I had a drawerful of tiny scrag-ends of left over sock yarn, so this seemed like a good opportunity to use it up. I quite like doing this sort of thing, you feel uberthrifty, and it gives you a chance to reminisce about Socks of Old.

The yarn line-up, from left to right in the picture above: Cygnet Wool Rich 4 ply (light brown), random nasty acrylic I scored in a bargain bin in Peru for about 1p (navy), Green eyed monsters supersock (pink/green stripy), Opal from the first ever pair of socks I made (green/pink/blue stripy), Violet Green supersock (purple). Apologies if you bought the navy pair, I'll admit you drew the short straw.
Pattern is my own.

I wanted to try and package them as appealingly as possible, using words like 'unique' and 'handcrafted' and not words like 'mindlessly churned out while watching Breaking Bad on the telly'. So I got these cute little handmade paper bags from Fred Aldous and labelled them up nicely.

I think most of them sold, i wasn't around at the end to check. It was fun to make them all, although I must admit it was getting a tad repetitive by the 5th pair - I was going to sleep counting turned heels instead of sheep. I think it's safe to say my next project will be bigger, and not socks :)


Monday, April 04, 2011

cardie win

happy wall standing
I almost forgot to post pictures of my finished cardigan! Probably because I did my usual trick of finishing a winter garment just in time for spring. I need to knit faster, or maybe just plan ahead a tad better. I had to go to Cumbria for the weekend to make sure extra sure I was somewhere cold enough to be able to wear it. Here I am, keeping warm while standing on an old midden. (This would have basically been a toilet for livestock in olden times - I know how to pick a glamorous spot for a picture.)


The pattern is Audrey in Unst from the Twist Collective, and the yarn is Austermann Alpaca silk, that I got from Purl City yarns on opening day.

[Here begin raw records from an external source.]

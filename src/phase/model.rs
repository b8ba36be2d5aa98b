use serde::{Deserialize, Serialize};
use tracing::warn;

use crate::error::DefinitionError;

/// What happens when an open model would exceed its session cap.
#[derive(Debug, Clone, Copy, PartialEq, Eq, Default, Serialize, Deserialize)]
#[serde(rename_all = "snake_case")]
pub enum SessionLimitPolicy {
    #[default]
    Fail,
    Continue,
}

#[derive(Debug, Clone, Copy, PartialEq, Eq, Serialize, Deserialize)]
pub struct ClosedModel {
    pub users: u32,
}

#[derive(Debug, Clone, Copy, PartialEq, Serialize, Deserialize)]
pub struct RampRateModel {
    pub initial_users_per_sec: f64,
    pub target_users_per_sec: f64,
    pub variance: bool,
    pub max_sessions: u32,
    pub session_limit_policy: SessionLimitPolicy,
}

#[derive(Debug, Clone, Copy, PartialEq, Serialize, Deserialize)]
pub struct ConstantRateModel {
    pub users_per_sec: f64,
    pub variance: bool,
    pub max_sessions: u32,
    pub session_limit_policy: SessionLimitPolicy,
}

#[derive(Debug, Clone, Copy, PartialEq, Eq, Serialize, Deserialize)]
pub struct SequentiallyModel {
    pub repeats: u32,
}

/// How sessions are generated for one concrete phase.
#[derive(Debug, Clone, Copy, PartialEq, Serialize, Deserialize)]
#[serde(tag = "type", rename_all = "snake_case")]
pub enum Model {
    AtOnce(ClosedModel),
    Always(ClosedModel),
    RampRate(RampRateModel),
    ConstantRate(ConstantRateModel),
    Sequentially(SequentiallyModel),
    Noop,
}

impl Model {
    #[must_use]
    pub fn description(&self) -> String {
        match self {
            Model::AtOnce(model) => closed_description(model.users, "at once"),
            Model::Always(model) => closed_description(model.users, "always"),
            Model::RampRate(model) => format!(
                "{:.2} - {:.2} users per second",
                model.initial_users_per_sec, model.target_users_per_sec
            ),
            Model::ConstantRate(model) => format!("{:.2} users per second", model.users_per_sec),
            Model::Sequentially(model) => format!("{} times", model.repeats),
            Model::Noop => "No-op phase".to_owned(),
        }
    }

    /// Session cap for open models; closed models have none.
    #[must_use]
    pub const fn max_sessions(&self) -> Option<u32> {
        match self {
            Model::RampRate(model) => Some(model.max_sessions),
            Model::ConstantRate(model) => Some(model.max_sessions),
            Model::AtOnce(_) | Model::Always(_) | Model::Sequentially(_) | Model::Noop => None,
        }
    }

    #[must_use]
    pub const fn session_limit_policy(&self) -> Option<SessionLimitPolicy> {
        match self {
            Model::RampRate(model) => Some(model.session_limit_policy),
            Model::ConstantRate(model) => Some(model.session_limit_policy),
            Model::AtOnce(_) | Model::Always(_) | Model::Sequentially(_) | Model::Noop => None,
        }
    }

    pub(crate) fn validate(
        &self,
        phase: &str,
        duration_ms: Option<u64>,
    ) -> Result<(), DefinitionError> {
        match self {
            Model::AtOnce(_) | Model::Always(_) => {
                if let Some(duration) = duration_ms.filter(|value| *value > 0) {
                    warn!("Duration {}ms for phase {} is ignored.", duration, phase);
                }
                Ok(())
            }
            Model::RampRate(_) | Model::ConstantRate(_) => {
                if duration_ms.is_none() {
                    return Err(DefinitionError::MissingDuration {
                        phase: phase.to_owned(),
                    });
                }
                Ok(())
            }
            Model::Sequentially(_) | Model::Noop => Ok(()),
        }
    }
}

fn closed_description(users: u32, suffix: &str) -> String {
    if users > 0 {
        format!("{} users {}", users, suffix)
    } else {
        "no users will be started".to_owned()
    }
}
use crate::error::{AppError, AppResult};
use crate::phase::compiler::{ModelTemplate, PhaseTemplate};
use crate::phase::{PhaseStatus, SessionLimitPolicy, Sla};
use crate::stats::StatisticsSample;

use super::super::run::PhaseReport;
use super::super::schedule::tick;
use super::{expect_status, report, run_of, scenario};

#[test]
fn lagging_agent_holds_phase_at_minimum() -> AppResult<()> {
    let p = PhaseTemplate::new("p", ModelTemplate::always(2))
        .duration(1_000)
        .scenario(scenario())?;
    let mut run = run_of(&["a", "b"], vec![p])?;
    tick(&mut run, 0);

    report(&mut run, "a", "p", PhaseStatus::Running, 1);
    expect_status(&run, "p", PhaseStatus::Starting)?;

    report(&mut run, "b", "p", PhaseStatus::Finished, 2);
    expect_status(&run, "p", PhaseStatus::Running)?;

    report(&mut run, "a", "p", PhaseStatus::Finished, 3);
    expect_status(&run, "p", PhaseStatus::Finished)?;
    Ok(())
}

#[test]
fn duplicate_and_stale_reports_do_not_regress() -> AppResult<()> {
    let p = PhaseTemplate::new("p", ModelTemplate::always(2))
        .duration(1_000)
        .scenario(scenario())?;
    let mut run = run_of(&["a"], vec![p])?;
    tick(&mut run, 0);

    report(&mut run, "a", "p", PhaseStatus::Finished, 1);
    if report(&mut run, "a", "p", PhaseStatus::Running, 2) {
        return Err(AppError::distributed("Stale report must be ignored"));
    }
    if report(&mut run, "a", "p", PhaseStatus::Finished, 3) {
        return Err(AppError::distributed("Duplicate report must be ignored"));
    }
    expect_status(&run, "p", PhaseStatus::Finished)?;
    Ok(())
}

#[test]
fn unsuccessful_report_cancels_phases_not_started() -> AppResult<()> {
    let p = PhaseTemplate::new("p", ModelTemplate::always(1))
        .duration(1_000)
        .scenario(scenario())?;
    let side = PhaseTemplate::new("side", ModelTemplate::always(1))
        .duration(1_000)
        .scenario(scenario())?;
    let q = PhaseTemplate::new("q", ModelTemplate::at_once(1))
        .start_after_strict("p")
        .scenario(scenario())?;
    let mut run = run_of(&["a"], vec![p, side, q])?;
    tick(&mut run, 0);
    report(&mut run, "a", "side", PhaseStatus::Running, 1);

    run.apply_phase_report(
        &PhaseReport {
            agent: "a",
            phase: "p",
            status: PhaseStatus::Running,
            successful: false,
            session_limit_exceeded: false,
            error: Some("connection refused".to_owned()),
        },
        2,
    );

    expect_status(&run, "q", PhaseStatus::Cancelled)?;
    expect_status(&run, "side", PhaseStatus::Running)?;
    expect_status(&run, "p", PhaseStatus::Running)?;
    if !run.phase("p").is_some_and(|phase| phase.is_failed()) {
        return Err(AppError::distributed("p should be failed"));
    }
    let [error] = run.errors.as_slice() else {
        return Err(AppError::distributed("Expected exactly one run error"));
    };
    if error.agent.as_deref() != Some("a") || error.message != "connection refused" {
        return Err(AppError::distributed(format!(
            "Unexpected run error {:?}",
            error
        )));
    }
    Ok(())
}

#[test]
fn failed_quality_gate_fails_phase_at_termination() -> AppResult<()> {
    let p = PhaseTemplate::new("p", ModelTemplate::at_once(1))
        .sla(Sla {
            max_error_ratio: 0.1,
            max_mean_response_ms: None,
        })
        .scenario(scenario())?;
    let q = PhaseTemplate::new("q", ModelTemplate::at_once(1))
        .start_after_strict("p")
        .scenario(scenario())?;
    let mut run = run_of(&["a"], vec![p, q])?;
    tick(&mut run, 0);
    run.store.record(
        "a",
        &StatisticsSample {
            phase: "p".to_owned(),
            start_ms: 0,
            end_ms: 10,
            requests: 10,
            responses: 10,
            errors: 5,
            ..StatisticsSample::default()
        },
    );

    report(&mut run, "a", "p", PhaseStatus::Terminated, 20);

    expect_status(&run, "p", PhaseStatus::Terminated)?;
    expect_status(&run, "q", PhaseStatus::Cancelled)?;
    let [error] = run.errors.as_slice() else {
        return Err(AppError::distributed("Expected the gate failure recorded"));
    };
    if error.agent.is_some() || !error.message.contains("Error ratio") {
        return Err(AppError::distributed(format!(
            "Unexpected run error {:?}",
            error
        )));
    }
    Ok(())
}

#[test]
fn session_limit_fails_only_under_fail_policy() -> AppResult<()> {
    let strict = PhaseTemplate::new(
        "strict",
        ModelTemplate::constant_rate(10.0)
            .with_max_sessions(1)
            .with_session_limit_policy(SessionLimitPolicy::Fail),
    )
    .duration(1_000)
    .scenario(scenario())?;
    let lenient = PhaseTemplate::new(
        "lenient",
        ModelTemplate::constant_rate(10.0)
            .with_max_sessions(1)
            .with_session_limit_policy(SessionLimitPolicy::Continue),
    )
    .duration(1_000)
    .scenario(scenario())?;
    let mut run = run_of(&["a"], vec![strict, lenient])?;
    tick(&mut run, 0);

    for phase in ["lenient", "strict"] {
        run.apply_phase_report(
            &PhaseReport {
                agent: "a",
                phase,
                status: PhaseStatus::Running,
                successful: true,
                session_limit_exceeded: true,
                error: None,
            },
            1,
        );
    }

    let failed = |name: &str| run.phase(name).is_some_and(|phase| phase.is_failed());
    if failed("lenient") || !failed("strict") {
        return Err(AppError::distributed(
            "Only the FAIL policy may fail the phase",
        ));
    }
    Ok(())
}
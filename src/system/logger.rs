use tracing_subscriber::{EnvFilter, FmtSubscriber};

/// Installs the global subscriber. `LOADFLEET_LOG` wins over `RUST_LOG`;
/// later calls keep the first subscriber.
pub fn init_logging(verbose: bool, no_color: bool) {
    let filter = std::env::var("LOADFLEET_LOG")
        .or_else(|_| std::env::var("RUST_LOG"))
        .map_or_else(
            |_| {
                if verbose {
                    EnvFilter::new("debug")
                } else {
                    EnvFilter::new("info")
                }
            },
            |value| EnvFilter::try_new(value).unwrap_or_else(|_| EnvFilter::new("info")),
        );

    let subscriber = FmtSubscriber::builder()
        .with_env_filter(filter)
        .with_ansi(!no_color)
        .finish();

    if let Err(err) = tracing::subscriber::set_global_default(subscriber) {
        eprintln!("Failed to set global default subscriber: {}", err);
    }
}
use serde::{Deserialize, Serialize};

/// Lifecycle of one phase instance. Ordering follows declaration order and
/// is what the monotonic transition guard compares.
#[derive(Debug, Clone, Copy, PartialEq, Eq, PartialOrd, Ord, Hash, Serialize, Deserialize)]
#[serde(rename_all = "SCREAMING_SNAKE_CASE")]
pub enum PhaseStatus {
    NotStarted,
    Starting,
    Running,
    Finishing,
    Finished,
    Terminating,
    Terminated,
    Cancelled,
}

impl PhaseStatus {
    #[must_use]
    pub const fn as_str(self) -> &'static str {
        match self {
            PhaseStatus::NotStarted => "NOT_STARTED",
            PhaseStatus::Starting => "STARTING",
            PhaseStatus::Running => "RUNNING",
            PhaseStatus::Finishing => "FINISHING",
            PhaseStatus::Finished => "FINISHED",
            PhaseStatus::Terminating => "TERMINATING",
            PhaseStatus::Terminated => "TERMINATED",
            PhaseStatus::Cancelled => "CANCELLED",
        }
    }

    #[must_use]
    pub const fn is_started(self) -> bool {
        self as u8 >= PhaseStatus::Running as u8
    }

    #[must_use]
    pub const fn is_finished(self) -> bool {
        self as u8 >= PhaseStatus::Finished as u8
    }

    #[must_use]
    pub const fn is_terminated(self) -> bool {
        self as u8 >= PhaseStatus::Terminated as u8
    }

    /// Statuses an agent may legitimately report for a phase it executes.
    #[must_use]
    pub const fn is_agent_reportable(self) -> bool {
        matches!(
            self,
            PhaseStatus::Running | PhaseStatus::Finished | PhaseStatus::Terminated
        )
    }
}

impl std::fmt::Display for PhaseStatus {
    fn fmt(&self, f: &mut std::fmt::Formatter<'_>) -> std::fmt::Result {
        f.write_str(self.as_str())
    }
}
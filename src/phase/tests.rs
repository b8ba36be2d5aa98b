use std::collections::BTreeSet;
use std::sync::Arc;

use crate::error::{AppError, AppResult};
use crate::stats::{CustomValue, InMemoryStatistics, StatisticsSample, StatisticsStore};

use super::{
    ClosedModel, Model, PhaseDefinition, PhaseDraft, PhaseState, PhaseStatus, Scenario, Sla,
};

fn definition(name: &str, slas: Vec<Sla>) -> AppResult<PhaseDefinition> {
    Ok(PhaseDefinition::try_new(PhaseDraft {
        id: 0,
        iteration: 0,
        name: name.to_owned(),
        scenario: Some(Scenario::new(vec!["main".to_owned()])),
        start_time_ms: None,
        start_after: BTreeSet::new(),
        start_after_strict: BTreeSet::new(),
        terminate_after_strict: BTreeSet::new(),
        start_with_delay: None,
        duration_ms: Some(1_000),
        max_duration_ms: Some(5_000),
        shared_resources: name.to_owned(),
        model: Model::Always(ClosedModel { users: 3 }),
        slas,
    })?)
}

fn state(name: &str, slas: Vec<Sla>) -> AppResult<(PhaseState, InMemoryStatistics)> {
    let definition = definition(name, slas)?;
    let store = InMemoryStatistics::new([&definition]);
    Ok((PhaseState::new(Arc::new(definition)), store))
}

#[test]
fn draft_without_scenario_is_rejected() -> AppResult<()> {
    let draft = PhaseDraft {
        id: 0,
        iteration: 0,
        name: "p".to_owned(),
        scenario: None,
        start_time_ms: None,
        start_after: BTreeSet::new(),
        start_after_strict: BTreeSet::new(),
        terminate_after_strict: BTreeSet::new(),
        start_with_delay: None,
        duration_ms: None,
        max_duration_ms: None,
        shared_resources: "p".to_owned(),
        model: Model::Noop,
        slas: Vec::new(),
    };
    match PhaseDefinition::try_new(draft) {
        Err(crate::error::DefinitionError::ScenarioNotSet { phase }) if phase == "p" => Ok(()),
        other => Err(AppError::definition(format!("Unexpected result {:?}", other))),
    }
}

#[test]
fn status_never_moves_backwards() -> AppResult<()> {
    let (mut phase, mut store) = state("p", Vec::new())?;

    if !phase.start("run", 100, &mut store) {
        return Err(AppError::definition("Expected start to succeed"));
    }
    if phase.absolute_start_time() != Some(100) {
        return Err(AppError::definition("Expected recorded start time"));
    }
    if !phase.set_status("run", PhaseStatus::Finished, 200, &mut store) {
        return Err(AppError::definition("Expected forward transition"));
    }
    if phase.set_status("run", PhaseStatus::Running, 300, &mut store) {
        return Err(AppError::definition("Lower status must be ignored"));
    }
    if phase.set_status("run", PhaseStatus::Finished, 300, &mut store) {
        return Err(AppError::definition("Equal status must be ignored"));
    }
    if phase.status() != PhaseStatus::Finished || !phase.is_finished() || phase.is_terminated() {
        return Err(AppError::definition(format!(
            "Unexpected status {}",
            phase.status()
        )));
    }
    if phase.start("run", 400, &mut store) {
        return Err(AppError::definition("Started phase cannot start again"));
    }
    Ok(())
}

#[test]
fn cancellation_only_from_not_started() -> AppResult<()> {
    let (mut running, mut store) = state("p", Vec::new())?;
    running.start("run", 0, &mut store);
    running.set_status("run", PhaseStatus::Running, 10, &mut store);
    if running.set_status("run", PhaseStatus::Cancelled, 20, &mut store) {
        return Err(AppError::definition("Running phase cannot be cancelled"));
    }
    if running.status() != PhaseStatus::Running {
        return Err(AppError::definition("Running phase must stay running"));
    }

    let (mut idle, mut idle_store) = state("q", Vec::new())?;
    if !idle.set_status("run", PhaseStatus::Cancelled, 20, &mut idle_store) {
        return Err(AppError::definition("Not started phase must cancel"));
    }
    if !idle.is_terminated() || idle.is_started() {
        return Err(AppError::definition("Cancelled counts as terminated"));
    }
    if idle.set_status("run", PhaseStatus::Terminated, 30, &mut idle_store) {
        return Err(AppError::definition("Cancelled is terminal"));
    }
    Ok(())
}

#[test]
fn failing_sla_marks_phase_failed_but_terminates() -> AppResult<()> {
    let (mut phase, mut store) = state(
        "p",
        vec![Sla {
            max_error_ratio: 0.1,
            max_mean_response_ms: None,
        }],
    )?;
    store.record(
        "agent-1",
        &StatisticsSample {
            phase: "p".to_owned(),
            requests: 10,
            responses: 10,
            errors: 5,
            end_ms: 50,
            ..StatisticsSample::default()
        },
    );
    phase.start("run", 0, &mut store);
    if !phase.set_status("run", PhaseStatus::Terminated, 60, &mut store) {
        return Err(AppError::definition("Expected termination"));
    }
    if !phase.is_failed() {
        return Err(AppError::definition("Expected SLA failure"));
    }
    if phase.absolute_completion_time() != Some(60) {
        return Err(AppError::definition("Expected completion time"));
    }
    if store.sla_failures().len() != 1 {
        return Err(AppError::definition("Expected recorded SLA failure"));
    }
    Ok(())
}

#[test]
fn error_ratio_at_the_limit_passes() -> AppResult<()> {
    let (mut phase, mut store) = state(
        "p",
        vec![Sla {
            max_error_ratio: 0.25,
            max_mean_response_ms: None,
        }],
    )?;
    store.record(
        "agent-1",
        &StatisticsSample {
            phase: "p".to_owned(),
            requests: 4,
            responses: 4,
            errors: 1,
            end_ms: 50,
            ..StatisticsSample::default()
        },
    );
    phase.start("run", 0, &mut store);
    phase.set_status("run", PhaseStatus::Terminated, 60, &mut store);
    if phase.is_failed() || !store.sla_failures().is_empty() {
        return Err(AppError::definition("Ratio equal to the limit must pass"));
    }
    Ok(())
}

#[test]
fn passing_sla_keeps_phase_healthy() -> AppResult<()> {
    let (mut phase, mut store) = state(
        "p",
        vec![Sla {
            max_error_ratio: 0.5,
            max_mean_response_ms: Some(100),
        }],
    )?;
    store.record(
        "agent-1",
        &StatisticsSample {
            phase: "p".to_owned(),
            requests: 4,
            responses: 4,
            errors: 1,
            total_response_ms: 200,
            ..StatisticsSample::default()
        },
    );
    phase.set_status("run", PhaseStatus::Terminated, 10, &mut store);
    if phase.is_failed() {
        return Err(AppError::definition("SLA should pass"));
    }
    phase.fail();
    phase.set_status("run", PhaseStatus::Cancelled, 20, &mut store);
    if !phase.is_failed() {
        return Err(AppError::definition("Failure flag is sticky"));
    }
    Ok(())
}

#[test]
fn deadlines_follow_observed_start() -> AppResult<()> {
    let (mut phase, mut store) = state("p", Vec::new())?;
    if phase.finish_deadline().is_some() || phase.terminate_deadline().is_some() {
        return Err(AppError::definition("No deadlines before start"));
    }
    phase.start("run", 1_000, &mut store);
    if phase.finish_deadline() != Some(2_000) || phase.terminate_deadline() != Some(6_000) {
        return Err(AppError::definition(format!(
            "Unexpected deadlines {:?} {:?}",
            phase.finish_deadline(),
            phase.terminate_deadline()
        )));
    }
    Ok(())
}

#[test]
fn custom_values_accumulate_and_complete_once() -> AppResult<()> {
    let (mut phase, mut store) = state("p", Vec::new())?;
    phase.add_custom("sessions", CustomValue::Counter(3));
    phase.add_custom("sessions", CustomValue::Counter(4));
    phase.add_custom("peak", CustomValue::Max(7));
    phase.add_custom("peak", CustomValue::Max(2));
    phase.complete_custom(&mut store);

    let snapshot = store.snapshot();
    let custom = snapshot
        .custom
        .get("p")
        .ok_or_else(|| AppError::definition("Expected custom data for p"))?;
    if custom.get("sessions") != Some(&CustomValue::Counter(7))
        || custom.get("peak") != Some(&CustomValue::Max(7))
    {
        return Err(AppError::definition(format!("Unexpected custom {:?}", custom)));
    }
    Ok(())
}

#[test]
fn status_order_matches_lifecycle() -> AppResult<()> {
    let ordered = [
        PhaseStatus::NotStarted,
        PhaseStatus::Starting,
        PhaseStatus::Running,
        PhaseStatus::Finishing,
        PhaseStatus::Finished,
        PhaseStatus::Terminating,
        PhaseStatus::Terminated,
        PhaseStatus::Cancelled,
    ];
    if ordered.windows(2).any(|pair| match pair {
        [low, high] => low >= high,
        _ => true,
    }) {
        return Err(AppError::definition("Statuses are not strictly ordered"));
    }
    if PhaseStatus::Running.to_string() != "RUNNING" {
        return Err(AppError::definition("Unexpected display"));
    }
    Ok(())
}
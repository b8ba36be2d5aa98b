//! Expands phase templates (iterations x weighted forks) into concrete phase
//! definitions joined by barrier phases.
mod expand;
mod resolve;
mod template;

use std::collections::BTreeSet;

use tracing::debug;

use crate::error::DefinitionError;

use super::definition::PhaseDefinition;

pub use template::{
    ForkTemplate, ModelTemplate, PhaseReference, PhaseReferenceDelay, PhaseTemplate,
    RelativeIteration,
};

/// Compiles every template of a benchmark into a flat list of phases with
/// dense ids, in template order.
///
/// # Errors
///
/// Returns a [`DefinitionError`] when a template is malformed or the
/// resulting graph references an undefined phase, repeats a name or
/// contains a start dependency cycle.
pub fn compile(templates: &[PhaseTemplate]) -> Result<Vec<PhaseDefinition>, DefinitionError> {
    let mut seen = BTreeSet::new();
    for template in templates {
        if !seen.insert(template.name()) {
            return Err(DefinitionError::DuplicatePhase {
                phase: template.name().to_owned(),
            });
        }
    }

    let mut ids = expand::IdCounter::new();
    let mut phases = Vec::new();
    for template in templates {
        let expanded = expand::expand_template(template, &mut ids)?;
        debug!(
            "Template {} expanded into {} phases",
            template.name(),
            expanded.len()
        );
        phases.extend(expanded);
    }
    resolve::check_graph(&phases)?;
    Ok(phases)
}
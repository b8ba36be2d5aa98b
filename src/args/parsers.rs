use std::time::Duration;

use super::types::PositiveUsize;
use crate::error::{AppError, AppResult, ValidationError};

pub(super) fn parse_positive_usize(s: &str) -> AppResult<PositiveUsize> {
    s.parse::<PositiveUsize>().map_err(AppError::from)
}

pub(crate) fn parse_bool_env(s: &str) -> AppResult<bool> {
    match s.trim().to_ascii_lowercase().as_str() {
        "1" | "true" | "yes" | "y" | "on" => Ok(true),
        "0" | "false" | "no" | "n" | "off" => Ok(false),
        _ => Err(AppError::validation(ValidationError::InvalidBoolean {
            value: s.to_owned(),
        })),
    }
}

/// Parses `<digits>[ms|s|m|h]`; a bare number is seconds.
pub(crate) fn parse_duration_arg(s: &str) -> AppResult<Duration> {
    let value = s.trim();
    if value.is_empty() {
        return Err(AppError::validation(ValidationError::DurationEmpty));
    }

    let digits_len = value
        .chars()
        .take_while(char::is_ascii_digit)
        .count();
    if digits_len == 0 {
        return Err(AppError::validation(
            ValidationError::InvalidDurationFormat {
                value: value.to_owned(),
            },
        ));
    }
    let (num_part, unit_part) = value.split_at(digits_len);
    let number: u64 = num_part.parse().map_err(|err| {
        AppError::validation(ValidationError::InvalidDurationNumber {
            value: value.to_owned(),
            source: err,
        })
    })?;

    let unit = if unit_part.is_empty() { "s" } else { unit_part };
    let duration = match unit {
        "ms" => Duration::from_millis(number),
        "s" => Duration::from_secs(number),
        "m" => {
            let secs = number
                .checked_mul(60)
                .ok_or_else(|| AppError::validation(ValidationError::DurationOverflow))?;
            Duration::from_secs(secs)
        }
        "h" => {
            let secs = number
                .checked_mul(60)
                .and_then(|seconds| seconds.checked_mul(60))
                .ok_or_else(|| AppError::validation(ValidationError::DurationOverflow))?;
            Duration::from_secs(secs)
        }
        _ => {
            return Err(AppError::validation(ValidationError::InvalidDurationUnit {
                unit: unit.to_owned(),
            }));
        }
    };

    if duration.as_millis() == 0 {
        return Err(AppError::validation(ValidationError::DurationZero));
    }

    Ok(duration)
}
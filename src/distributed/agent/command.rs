use crate::error::AppError;

use crate::distributed::protocol::{AgentControlMessage, HelloReply, PhaseControlMessage};

pub(super) enum ControllerEvent {
    HelloReply(HelloReply),
    Control(Box<AgentControlMessage>),
    Phase(PhaseControlMessage),
    Error(AppError),
    Disconnected(AppError),
}
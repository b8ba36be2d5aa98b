use clap::{Args, Parser, Subcommand};
use std::time::Duration;

use super::parsers::{parse_bool_env, parse_duration_arg, parse_positive_usize};
use super::types::PositiveUsize;

#[derive(Debug, Parser, Clone)]
#[clap(
    version,
    about = "Distributed load-test coordinator: compiles phase graphs and drives them across agents."
)]
pub struct LoadfleetArgs {
    #[command(subcommand)]
    pub command: Command,

    /// Enable verbose logging (sets log level to debug unless overridden by LOADFLEET_LOG/RUST_LOG)
    #[arg(long, short = 'v', global = true)]
    pub verbose: bool,

    /// Disable color output
    #[arg(long = "no-color", env = "NO_COLOR", value_parser = parse_bool_env, global = true)]
    pub no_color: bool,

    /// Path to config file (TOML/JSON). Defaults to ./loadfleet.toml or ./loadfleet.json if present.
    #[arg(long, global = true)]
    pub config: Option<String>,
}

#[derive(Debug, Subcommand, Clone)]
pub enum Command {
    /// Run the configured benchmark and wait for it to complete
    Controller(ControllerArgs),
    /// Join a controller and execute phases on its behalf
    Agent(AgentArgs),
    /// Print the compiled phase graph of the configured benchmark
    Compile(CompileArgs),
    /// List persisted runs
    Runs(RunsArgs),
}

#[derive(Debug, Args, Clone, Default)]
pub struct ControllerArgs {
    /// Address agents join (e.g. 0.0.0.0:7100); without it agents run in-process
    #[arg(long)]
    pub listen: Option<String>,

    /// Directory run records are written to
    #[arg(long = "root-dir")]
    pub root_dir: Option<String>,

    /// How long to wait for every agent to join (supports ms/s/m/h)
    #[arg(long = "deploy-timeout", value_parser = parse_duration_arg)]
    pub deploy_timeout: Option<Duration>,

    /// Completed runs kept fully loaded in memory
    #[arg(long = "max-in-memory-runs", value_parser = parse_positive_usize)]
    pub max_in_memory_runs: Option<PositiveUsize>,

    /// Wait for agents to join instead of starting them in-process
    #[arg(long)]
    pub manual: bool,

    /// Free-form description stored with the run
    #[arg(long)]
    pub description: Option<String>,
}

#[derive(Debug, Args, Clone, Default)]
pub struct AgentArgs {
    /// Controller address to join (host:port)
    #[arg(long)]
    pub join: Option<String>,

    /// Agent name as listed in the benchmark
    #[arg(long)]
    pub name: Option<String>,

    /// Run to join; any run expecting this agent when unset
    #[arg(long = "run-id")]
    pub run_id: Option<String>,

    /// Keep reconnecting after a session ends
    #[arg(long)]
    pub standby: bool,

    /// Delay between reconnect attempts (supports ms/s/m/h)
    #[arg(long = "reconnect-delay", value_parser = parse_duration_arg)]
    pub reconnect_delay: Option<Duration>,
}

#[derive(Debug, Args, Clone, Default)]
pub struct CompileArgs {
    /// Print the compiled phases as JSON
    #[arg(long)]
    pub json: bool,
}

#[derive(Debug, Args, Clone, Default)]
pub struct RunsArgs {
    /// Directory run records are read from
    #[arg(long = "root-dir")]
    pub root_dir: Option<String>,
}
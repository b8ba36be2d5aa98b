use std::time::Duration;

/// Parses `<digits>[ms|s|m|h]`; a bare number is seconds. Zero is allowed
/// so offsets and delays can be written explicitly.
pub(crate) fn parse_duration_value(value: &str) -> Result<Duration, String> {
    let value = value.trim();
    if value.is_empty() {
        return Err("Duration must not be empty.".to_owned());
    }

    let digits_len = value.chars().take_while(char::is_ascii_digit).count();
    if digits_len == 0 {
        return Err(format!("Invalid duration '{}'.", value));
    }
    let (num_part, unit_part) = value.split_at(digits_len);
    let number: u64 = num_part
        .parse()
        .map_err(|err| format!("Invalid duration '{}': {}", value, err))?;

    let unit = if unit_part.is_empty() { "s" } else { unit_part };
    match unit {
        "ms" => Ok(Duration::from_millis(number)),
        "s" => Ok(Duration::from_secs(number)),
        "m" => number
            .checked_mul(60)
            .map(Duration::from_secs)
            .ok_or_else(|| "Duration overflow.".to_owned()),
        "h" => number
            .checked_mul(60)
            .and_then(|minutes| minutes.checked_mul(60))
            .map(Duration::from_secs)
            .ok_or_else(|| "Duration overflow.".to_owned()),
        _ => Err(format!("Invalid duration unit '{}'.", unit)),
    }
}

This is, like, megaluxury yarn, i love it! Putting it on is such a comforting treat, it's just so soft and warm, with that slight alpacay hairiness that makes it like a favourite pet.

stands on walls
I also think it's the best fitting thing I've managed to make myself so far, it's loose without being comically baggy, just really comfortable and wearable. Yay!

The only modification I made was to make it a bit longer. In the pattern it's quite cropped, but I like jeans and jumpers to safely overlap. Particularly as I cycle around a lot, I feel it's both more comfortable and more considerate to keep one's arsecrack under wraps. I basically cast on the 36.5" size and lengthened the twisted ribbing by an inch or two. Then carried on decreasing to the waist for the 34.5" size, then followed the pattern for the smaller size.
It was loads of fun to make, and really easy, all knitted seamlessly from the bottom up. The twisted rib / stocking stitch section was mindless enough for tv knitting, and the unst lace panel at the front was an interesting diversion before nice easy short row sleeves. The sleeves were super quick to knit, I've not done a short row sleeve cap before but it really was a lot less faff than a set-in one. (Once I'd worked out how to pick up stitches tidily). Another new thing for me was the i-cord cast off round the neck. I have totally and completely fallen in love with this cast off method. It just looks really solid and pleasing, I really don't mind that it takes loads longer.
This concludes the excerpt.